122064 Today
: A "deep" analysis of system logs requires comparing this "free" value against a baseline. If the server normally has 8 GB free and suddenly hits 122 MB, you are looking at a memory leak or a massive query spike.
: Often, servers appear healthy because CPU usage is low, but metrics like "free memory" and "wait time" (the wa column in logs) tell the real story of a system struggling to keep up with I/O. Summary of Technical Attributes Data Source vmstat / pt-sift Standard Linux performance reporting tools. Unit Kilobytes (KB) Represents ~119.2 MiB of memory.

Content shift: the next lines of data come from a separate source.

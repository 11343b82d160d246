//! cardvault-core - Core types and traits for the cardvault card collection
//! backend.
//!
//! This crate holds the domain model (cards, collection entries, search
//! filters), the error taxonomy, the traits implemented by card API and
//! storage backends, and the backend-independent logic built on them: the
//! cache-and-enrich pipeline, collection query building and statistics.

pub mod card;
pub mod collection;
pub mod enrich;
pub mod error;
pub mod filter;
pub mod search;
pub mod traits;
pub mod types;

pub use card::{Card, CardRecord, CardSet, EnrichedCard};
pub use enrich::EnrichPipeline;
pub use error::Error;
pub use filter::{FormatLegality, NumericRange, SearchFilterSpec};
pub use search::{SearchOptions, SearchPage, UniqueMode};
pub use traits::{CardCache, CardSearch, CollectionStore};
pub use types::{Color, ColorSet, Condition, Rarity, ScryfallId, SetCode, UserId};

/// Result type alias using the crate's Error type.
pub type Result<T> = std::result::Result<T, Error>;
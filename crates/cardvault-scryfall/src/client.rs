//! Rate-limited HTTP client for the card API.

use std::sync::Arc;
use std::time::Duration;

use reqwest::header::{ACCEPT, HeaderMap, HeaderValue};
use reqwest::{RequestBuilder, Response, StatusCode};
use serde::{Serialize, de::DeserializeOwned};
use tracing::{debug, instrument, trace, warn};

use cardvault_core::Result;
use cardvault_core::error::{Error, UpstreamError};

use crate::endpoints::{ApiError, ApiResponse};
use crate::rate_limit::{RateLimiter, RetryPolicy};

/// HTTP client whose every request passes through a shared [`RateLimiter`].
///
/// A 429 answer is retried after the policy backoff until
/// `max_attempts` is spent. Any other non-2xx answer fails at once with the
/// status, its reason phrase and the API error body when there is one.
#[derive(Debug, Clone)]
pub struct FetchClient {
    client: reqwest::Client,
    limiter: Arc<RateLimiter>,
    retry: RetryPolicy,
}

impl FetchClient {
    /// Create a client sharing `limiter`.
    pub fn new(limiter: Arc<RateLimiter>, retry: RetryPolicy, timeout: Duration) -> Result<Self> {
        let mut headers = HeaderMap::new();
        headers.insert(ACCEPT, HeaderValue::from_static("application/json"));

        let client = reqwest::Client::builder()
            .user_agent(concat!("cardvault/", env!("CARGO_PKG_VERSION")))
            .default_headers(headers)
            .timeout(timeout)
            .build()
            .map_err(map_reqwest)?;

        Ok(Self {
            client,
            limiter,
            retry,
        })
    }

    /// Client with the default limiter, retry policy and a 30 second timeout.
    pub fn with_defaults() -> Result<Self> {
        Self::new(
            Arc::new(RateLimiter::default()),
            RetryPolicy::default(),
            Duration::from_secs(30),
        )
    }

    pub fn limiter(&self) -> &Arc<RateLimiter> {
        &self.limiter
    }

    pub fn retry_policy(&self) -> RetryPolicy {
        self.retry
    }

    /// GET `url`.
    #[instrument(skip(self))]
    pub async fn fetch(&self, url: &str) -> Result<Response> {
        self.dispatch(url, || self.client.get(url)).await
    }

    /// GET `url` with query parameters.
    #[instrument(skip(self))]
    pub async fn fetch_query<Q>(&self, url: &str, query: &Q) -> Result<Response>
    where
        Q: Serialize + std::fmt::Debug + ?Sized,
    {
        trace!(?query, "query parameters");
        self.dispatch(url, || self.client.get(url).query(query))
            .await
    }

    /// GET `url` and decode a JSON payload.
    pub async fn get_json<R: DeserializeOwned>(&self, url: &str) -> Result<R> {
        let response = self.fetch(url).await?;
        decode(response).await
    }

    /// GET `url` with query parameters and decode a JSON payload.
    pub async fn get_json_query<Q, R>(&self, url: &str, query: &Q) -> Result<R>
    where
        Q: Serialize + std::fmt::Debug + ?Sized,
        R: DeserializeOwned,
    {
        let response = self.fetch_query(url, query).await?;
        decode(response).await
    }

    /// GET `url` and return the raw body, accepting any content type.
    #[instrument(skip(self))]
    pub async fn get_bytes(&self, url: &str) -> Result<Vec<u8>> {
        let response = self
            .dispatch(url, || self.client.get(url).header(ACCEPT, "*/*"))
            .await?;
        let bytes = response.bytes().await.map_err(map_reqwest)?;
        Ok(bytes.to_vec())
    }

    async fn dispatch<F>(&self, url: &str, build: F) -> Result<Response>
    where
        F: Fn() -> RequestBuilder,
    {
        let mut attempt = 1;
        loop {
            self.limiter.acquire().await;
            debug!(url, attempt, "dispatching request");

            let response = build().send().await.map_err(map_reqwest)?;
            let status = response.status();
            trace!(status = %status, "response");

            if status.is_success() {
                return Ok(response);
            }

            if status != StatusCode::TOO_MANY_REQUESTS {
                return Err(status_error(response).await);
            }

            if attempt >= self.retry.max_attempts {
                warn!(url, attempt, "rate limited, giving up");
                return Err(UpstreamError::RateLimited { attempts: attempt }.into());
            }

            warn!(
                url,
                attempt,
                backoff_ms = self.retry.backoff.as_millis() as u64,
                "rate limited, backing off"
            );
            tokio::time::sleep(self.retry.backoff).await;
            attempt += 1;
        }
    }
}

/// Decode a 2xx body that may still be an API error object.
async fn decode<R: DeserializeOwned>(response: Response) -> Result<R> {
    let body = response.bytes().await.map_err(map_reqwest)?;
    let parsed: ApiResponse<R> =
        serde_json::from_slice(&body).map_err(|e| UpstreamError::Decode {
            message: e.to_string(),
        })?;

    match parsed {
        ApiResponse::Ok(value) => Ok(value),
        ApiResponse::Error(e) => Err(UpstreamError::Api {
            code: e.code,
            details: e.details,
        }
        .into()),
    }
}

/// Build the error for a non-2xx, non-429 response.
async fn status_error(response: Response) -> Error {
    let status = response.status();
    let status_text = status.canonical_reason().unwrap_or_default().to_string();
    let body = response.json::<ApiError>().await.ok();

    UpstreamError::Status {
        status: status.as_u16(),
        status_text,
        code: body.as_ref().map(|b| b.code.clone()),
        details: body.map(|b| b.details),
    }
    .into()
}

pub(crate) fn map_reqwest(err: reqwest::Error) -> Error {
    let message = if err.is_timeout() {
        format!("request timed out: {}", err)
    } else if err.is_connect() {
        format!("connection failed: {}", err)
    } else {
        err.to_string()
    };

    if err.is_decode() {
        UpstreamError::Decode { message }.into()
    } else {
        UpstreamError::Transport { message }.into()
    }
}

Primary Use Troubleshooting 122064
For system administrators and developers, "122064" represents the importance of . : A "deep" analysis of system logs requires
: In the specific trace where this number appears, it is analyzed alongside diskstats (disk I/O) and innodb transaction logs to see if memory pressure is causing threads to wait. Broader Context: Why Numbers Like This Matter Summary of Technical Attributes Data Source vmstat /
: Seeing 122,064 KB free on a high-performance database server can be a warning sign. While Linux prefers to use "free" RAM for caching, a sudden drop toward this level often precedes swap activity , which can drastically slow down database queries.
The number frequently appears in technical performance logs, specifically in vmstat output for Linux systems, representing free memory (typically in kilobytes) at a specific point in time.
When a tool like pt-stalk or pt-sift captures this value, it isn't just a random number; it's a diagnostic snapshot used to identify "blockers" or resource contention.